Dataset items

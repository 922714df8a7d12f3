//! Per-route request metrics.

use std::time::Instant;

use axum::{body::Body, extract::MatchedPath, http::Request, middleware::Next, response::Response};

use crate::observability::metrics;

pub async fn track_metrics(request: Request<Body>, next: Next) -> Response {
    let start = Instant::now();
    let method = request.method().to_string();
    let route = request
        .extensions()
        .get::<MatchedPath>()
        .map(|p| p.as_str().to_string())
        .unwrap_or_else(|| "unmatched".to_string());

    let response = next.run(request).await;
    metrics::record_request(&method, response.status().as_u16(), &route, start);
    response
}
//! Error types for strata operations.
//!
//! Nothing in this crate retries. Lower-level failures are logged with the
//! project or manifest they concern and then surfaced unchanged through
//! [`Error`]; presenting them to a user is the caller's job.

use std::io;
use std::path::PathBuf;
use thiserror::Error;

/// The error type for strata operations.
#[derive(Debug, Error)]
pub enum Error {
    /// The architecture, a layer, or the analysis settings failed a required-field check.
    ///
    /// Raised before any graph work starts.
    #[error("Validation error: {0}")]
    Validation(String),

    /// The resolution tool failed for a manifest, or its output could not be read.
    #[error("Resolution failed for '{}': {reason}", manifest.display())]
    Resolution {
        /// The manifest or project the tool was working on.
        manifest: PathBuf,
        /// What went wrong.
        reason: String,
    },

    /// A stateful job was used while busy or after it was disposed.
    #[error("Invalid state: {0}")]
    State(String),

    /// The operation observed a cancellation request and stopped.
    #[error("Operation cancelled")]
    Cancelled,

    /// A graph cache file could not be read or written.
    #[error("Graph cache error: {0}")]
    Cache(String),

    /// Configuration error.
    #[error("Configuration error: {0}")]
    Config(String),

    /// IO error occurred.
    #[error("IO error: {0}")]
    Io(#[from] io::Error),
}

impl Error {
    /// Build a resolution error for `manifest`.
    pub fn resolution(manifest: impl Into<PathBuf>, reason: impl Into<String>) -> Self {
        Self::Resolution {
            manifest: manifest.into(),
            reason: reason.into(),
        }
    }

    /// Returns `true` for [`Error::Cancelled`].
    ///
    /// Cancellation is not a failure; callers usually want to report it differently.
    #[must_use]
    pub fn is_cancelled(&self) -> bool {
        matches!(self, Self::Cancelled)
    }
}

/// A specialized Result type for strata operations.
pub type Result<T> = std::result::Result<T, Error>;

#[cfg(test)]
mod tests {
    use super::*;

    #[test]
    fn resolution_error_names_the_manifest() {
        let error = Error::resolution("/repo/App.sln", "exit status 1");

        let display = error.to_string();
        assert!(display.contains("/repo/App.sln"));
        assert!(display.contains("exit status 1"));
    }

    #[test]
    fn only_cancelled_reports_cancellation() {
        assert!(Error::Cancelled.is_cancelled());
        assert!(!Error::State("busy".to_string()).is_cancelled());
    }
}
* * *
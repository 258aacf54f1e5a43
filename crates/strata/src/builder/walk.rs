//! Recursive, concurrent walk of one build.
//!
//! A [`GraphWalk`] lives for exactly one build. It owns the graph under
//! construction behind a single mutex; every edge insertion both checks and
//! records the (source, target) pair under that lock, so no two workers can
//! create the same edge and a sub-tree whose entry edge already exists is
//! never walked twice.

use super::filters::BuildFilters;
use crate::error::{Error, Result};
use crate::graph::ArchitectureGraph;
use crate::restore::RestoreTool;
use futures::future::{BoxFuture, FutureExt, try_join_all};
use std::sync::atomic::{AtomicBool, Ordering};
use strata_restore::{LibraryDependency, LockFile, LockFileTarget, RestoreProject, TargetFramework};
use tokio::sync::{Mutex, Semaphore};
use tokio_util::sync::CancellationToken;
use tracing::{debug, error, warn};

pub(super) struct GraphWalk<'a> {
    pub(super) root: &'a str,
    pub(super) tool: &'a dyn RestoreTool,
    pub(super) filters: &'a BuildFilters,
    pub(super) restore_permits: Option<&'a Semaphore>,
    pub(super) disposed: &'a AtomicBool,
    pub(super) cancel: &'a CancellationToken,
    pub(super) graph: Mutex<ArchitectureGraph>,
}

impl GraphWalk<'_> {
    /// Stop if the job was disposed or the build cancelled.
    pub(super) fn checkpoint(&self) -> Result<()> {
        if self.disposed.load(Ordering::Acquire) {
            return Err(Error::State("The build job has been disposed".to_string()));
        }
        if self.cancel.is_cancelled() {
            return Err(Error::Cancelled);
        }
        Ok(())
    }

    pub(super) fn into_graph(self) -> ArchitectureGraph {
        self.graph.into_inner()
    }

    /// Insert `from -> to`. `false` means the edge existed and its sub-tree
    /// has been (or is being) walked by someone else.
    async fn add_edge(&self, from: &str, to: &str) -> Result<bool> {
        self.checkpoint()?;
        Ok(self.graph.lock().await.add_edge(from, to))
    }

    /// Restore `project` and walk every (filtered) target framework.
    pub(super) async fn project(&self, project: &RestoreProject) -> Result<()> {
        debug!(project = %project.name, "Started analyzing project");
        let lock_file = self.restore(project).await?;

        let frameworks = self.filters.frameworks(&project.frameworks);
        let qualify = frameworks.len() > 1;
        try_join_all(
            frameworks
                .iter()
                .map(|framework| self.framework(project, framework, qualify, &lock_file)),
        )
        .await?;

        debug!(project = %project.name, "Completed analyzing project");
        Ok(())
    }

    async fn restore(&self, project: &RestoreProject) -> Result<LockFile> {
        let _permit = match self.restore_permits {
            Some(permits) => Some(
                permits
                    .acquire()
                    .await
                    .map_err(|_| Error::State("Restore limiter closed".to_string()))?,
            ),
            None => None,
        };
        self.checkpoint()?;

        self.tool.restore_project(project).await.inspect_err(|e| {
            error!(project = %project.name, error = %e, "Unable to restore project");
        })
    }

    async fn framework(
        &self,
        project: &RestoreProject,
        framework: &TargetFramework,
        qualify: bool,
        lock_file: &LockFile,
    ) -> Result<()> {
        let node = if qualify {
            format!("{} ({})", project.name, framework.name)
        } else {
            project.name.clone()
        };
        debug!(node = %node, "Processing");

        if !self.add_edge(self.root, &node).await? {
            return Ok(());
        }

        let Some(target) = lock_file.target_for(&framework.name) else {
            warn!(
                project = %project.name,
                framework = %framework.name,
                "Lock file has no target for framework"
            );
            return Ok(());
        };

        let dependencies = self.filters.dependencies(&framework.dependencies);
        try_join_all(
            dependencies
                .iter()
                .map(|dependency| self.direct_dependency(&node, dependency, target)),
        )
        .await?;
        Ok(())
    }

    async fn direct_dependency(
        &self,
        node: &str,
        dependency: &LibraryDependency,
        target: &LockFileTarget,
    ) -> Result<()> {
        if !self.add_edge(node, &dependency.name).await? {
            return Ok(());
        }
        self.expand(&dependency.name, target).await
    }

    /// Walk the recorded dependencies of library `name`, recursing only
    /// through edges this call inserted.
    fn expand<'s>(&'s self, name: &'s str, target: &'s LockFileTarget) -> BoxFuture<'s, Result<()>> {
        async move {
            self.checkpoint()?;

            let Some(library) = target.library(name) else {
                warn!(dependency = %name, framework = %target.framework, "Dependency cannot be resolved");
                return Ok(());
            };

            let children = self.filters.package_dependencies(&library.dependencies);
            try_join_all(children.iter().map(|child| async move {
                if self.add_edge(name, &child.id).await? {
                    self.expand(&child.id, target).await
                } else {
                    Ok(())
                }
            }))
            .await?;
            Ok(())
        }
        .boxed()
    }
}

* **TASK STATEMENT**
Looking at the entries above, can you reproduce exactly the lines from the one that holds "pub(super) fn into_graph(self)" through the one that holds "let node = if", and only those?

* **TASK ANSWER**
    pub(super) fn into_graph(self) -> ArchitectureGraph {
        self.graph.into_inner()
    }

    /// Insert `from -> to`. `false` means the edge existed and its sub-tree
    /// has been (or is being) walked by someone else.
    async fn add_edge(&self, from: &str, to: &str) -> Result<bool> {
        self.checkpoint()?;
        Ok(self.graph.lock().await.add_edge(from, to))
    }

    /// Restore `project` and walk every (filtered) target framework.
    pub(super) async fn project(&self, project: &RestoreProject) -> Result<()> {
        debug!(project = %project.name, "Started analyzing project");
        let lock_file = self.restore(project).await?;

        let frameworks = self.filters.frameworks(&project.frameworks);
        let qualify = frameworks.len() > 1;
        try_join_all(
            frameworks
                .iter()
                .map(|framework| self.framework(project, framework, qualify, &lock_file)),
        )
        .await?;

        debug!(project = %project.name, "Completed analyzing project");
        Ok(())
    }

    async fn restore(&self, project: &RestoreProject) -> Result<LockFile> {
        let _permit = match self.restore_permits {
            Some(permits) => Some(
                permits
                    .acquire()
                    .await
                    .map_err(|_| Error::State("Restore limiter closed".to_string()))?,
            ),
            None => None,
        };
        self.checkpoint()?;

        self.tool.restore_project(project).await.inspect_err(|e| {
            error!(project = %project.name, error = %e, "Unable to restore project");
        })
    }

    async fn framework(
        &self,
        project: &RestoreProject,
        framework: &TargetFramework,
        qualify: bool,
        lock_file: &LockFile,
    ) -> Result<()> {
        let node = if qualify {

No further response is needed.